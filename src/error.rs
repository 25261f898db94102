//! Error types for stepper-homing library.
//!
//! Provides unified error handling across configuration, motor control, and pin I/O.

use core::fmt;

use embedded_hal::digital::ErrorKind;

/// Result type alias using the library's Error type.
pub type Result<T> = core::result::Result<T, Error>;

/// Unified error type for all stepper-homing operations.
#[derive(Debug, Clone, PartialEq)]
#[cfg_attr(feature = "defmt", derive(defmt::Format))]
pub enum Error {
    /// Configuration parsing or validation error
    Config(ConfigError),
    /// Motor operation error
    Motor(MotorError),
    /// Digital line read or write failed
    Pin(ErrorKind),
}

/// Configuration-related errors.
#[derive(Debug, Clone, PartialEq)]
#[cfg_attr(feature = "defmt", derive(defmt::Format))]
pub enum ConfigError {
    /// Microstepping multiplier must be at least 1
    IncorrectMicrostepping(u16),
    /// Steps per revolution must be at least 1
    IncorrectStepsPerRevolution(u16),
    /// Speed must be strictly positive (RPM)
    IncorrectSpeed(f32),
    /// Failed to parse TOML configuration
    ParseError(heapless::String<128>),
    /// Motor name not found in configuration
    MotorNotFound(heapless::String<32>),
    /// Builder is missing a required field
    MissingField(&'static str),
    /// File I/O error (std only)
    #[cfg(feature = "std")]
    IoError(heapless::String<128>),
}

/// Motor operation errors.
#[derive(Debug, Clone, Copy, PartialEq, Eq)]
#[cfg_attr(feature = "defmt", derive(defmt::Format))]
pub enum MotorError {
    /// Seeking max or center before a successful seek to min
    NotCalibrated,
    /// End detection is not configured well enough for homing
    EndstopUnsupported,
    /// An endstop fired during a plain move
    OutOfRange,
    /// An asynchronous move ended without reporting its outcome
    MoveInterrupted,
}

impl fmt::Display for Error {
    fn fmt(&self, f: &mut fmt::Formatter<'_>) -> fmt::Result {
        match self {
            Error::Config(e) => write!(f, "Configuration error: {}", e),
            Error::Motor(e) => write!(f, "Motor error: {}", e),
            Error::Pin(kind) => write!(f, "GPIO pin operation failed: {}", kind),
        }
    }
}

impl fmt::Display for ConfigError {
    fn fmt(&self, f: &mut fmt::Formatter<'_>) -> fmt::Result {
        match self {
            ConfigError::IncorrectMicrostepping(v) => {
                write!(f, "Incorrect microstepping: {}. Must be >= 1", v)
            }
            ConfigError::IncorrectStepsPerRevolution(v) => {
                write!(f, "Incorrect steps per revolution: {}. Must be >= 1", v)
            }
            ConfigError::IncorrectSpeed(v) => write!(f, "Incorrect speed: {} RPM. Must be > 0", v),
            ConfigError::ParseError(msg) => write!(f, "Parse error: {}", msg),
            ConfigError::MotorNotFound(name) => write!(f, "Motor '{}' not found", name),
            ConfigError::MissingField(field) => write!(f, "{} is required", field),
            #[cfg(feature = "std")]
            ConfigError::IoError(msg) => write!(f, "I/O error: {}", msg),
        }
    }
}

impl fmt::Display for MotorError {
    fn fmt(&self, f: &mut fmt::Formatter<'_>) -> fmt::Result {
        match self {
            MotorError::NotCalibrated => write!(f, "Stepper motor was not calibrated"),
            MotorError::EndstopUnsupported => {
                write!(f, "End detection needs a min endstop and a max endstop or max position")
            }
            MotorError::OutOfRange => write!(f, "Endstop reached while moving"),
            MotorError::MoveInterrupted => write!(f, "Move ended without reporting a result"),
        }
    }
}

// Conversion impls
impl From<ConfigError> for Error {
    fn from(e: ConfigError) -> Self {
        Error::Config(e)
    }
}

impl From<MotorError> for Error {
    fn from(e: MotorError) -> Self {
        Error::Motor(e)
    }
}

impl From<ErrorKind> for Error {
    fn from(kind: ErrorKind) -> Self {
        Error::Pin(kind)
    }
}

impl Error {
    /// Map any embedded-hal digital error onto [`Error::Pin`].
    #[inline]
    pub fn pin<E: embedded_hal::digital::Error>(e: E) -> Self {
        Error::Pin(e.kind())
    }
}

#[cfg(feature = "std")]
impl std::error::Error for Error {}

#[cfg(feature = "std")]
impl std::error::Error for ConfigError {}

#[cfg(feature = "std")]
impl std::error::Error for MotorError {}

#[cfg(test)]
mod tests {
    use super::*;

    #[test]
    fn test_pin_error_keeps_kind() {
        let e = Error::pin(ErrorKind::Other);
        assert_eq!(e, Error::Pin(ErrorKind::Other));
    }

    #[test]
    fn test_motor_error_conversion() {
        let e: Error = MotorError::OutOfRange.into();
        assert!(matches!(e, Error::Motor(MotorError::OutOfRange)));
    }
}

------------------------------------------------

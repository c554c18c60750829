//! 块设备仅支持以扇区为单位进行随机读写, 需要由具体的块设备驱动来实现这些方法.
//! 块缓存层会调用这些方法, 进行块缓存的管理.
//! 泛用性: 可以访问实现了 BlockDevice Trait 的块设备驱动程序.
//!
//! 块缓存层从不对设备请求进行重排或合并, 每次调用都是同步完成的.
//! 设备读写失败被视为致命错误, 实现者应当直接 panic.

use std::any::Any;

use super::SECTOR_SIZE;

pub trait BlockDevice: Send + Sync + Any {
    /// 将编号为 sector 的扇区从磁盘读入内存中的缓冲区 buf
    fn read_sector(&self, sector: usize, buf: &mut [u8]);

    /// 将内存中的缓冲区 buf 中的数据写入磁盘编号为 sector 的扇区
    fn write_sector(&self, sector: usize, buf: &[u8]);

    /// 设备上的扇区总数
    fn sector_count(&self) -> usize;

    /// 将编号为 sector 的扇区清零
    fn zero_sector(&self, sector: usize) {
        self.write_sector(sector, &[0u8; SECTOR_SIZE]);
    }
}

------------------------------------------------

Task details ->
Your task for the entries above: copy exactly the span starting with the line with "impl fmt::Display for MotorError" and going on through the line with "fn from(e: ConfigError)", both lines included, and nothing else.

Exercise answer ->
impl fmt::Display for MotorError {
    fn fmt(&self, f: &mut fmt::Formatter<'_>) -> fmt::Result {
        match self {
            MotorError::NotCalibrated => write!(f, "Stepper motor was not calibrated"),
            MotorError::EndstopUnsupported => {
                write!(f, "End detection needs a min endstop and a max endstop or max position")
            }
            MotorError::OutOfRange => write!(f, "Endstop reached while moving"),
            MotorError::MoveInterrupted => write!(f, "Move ended without reporting a result"),
        }
    }
}

// Conversion impls
impl From<ConfigError> for Error {
    fn from(e: ConfigError) -> Self {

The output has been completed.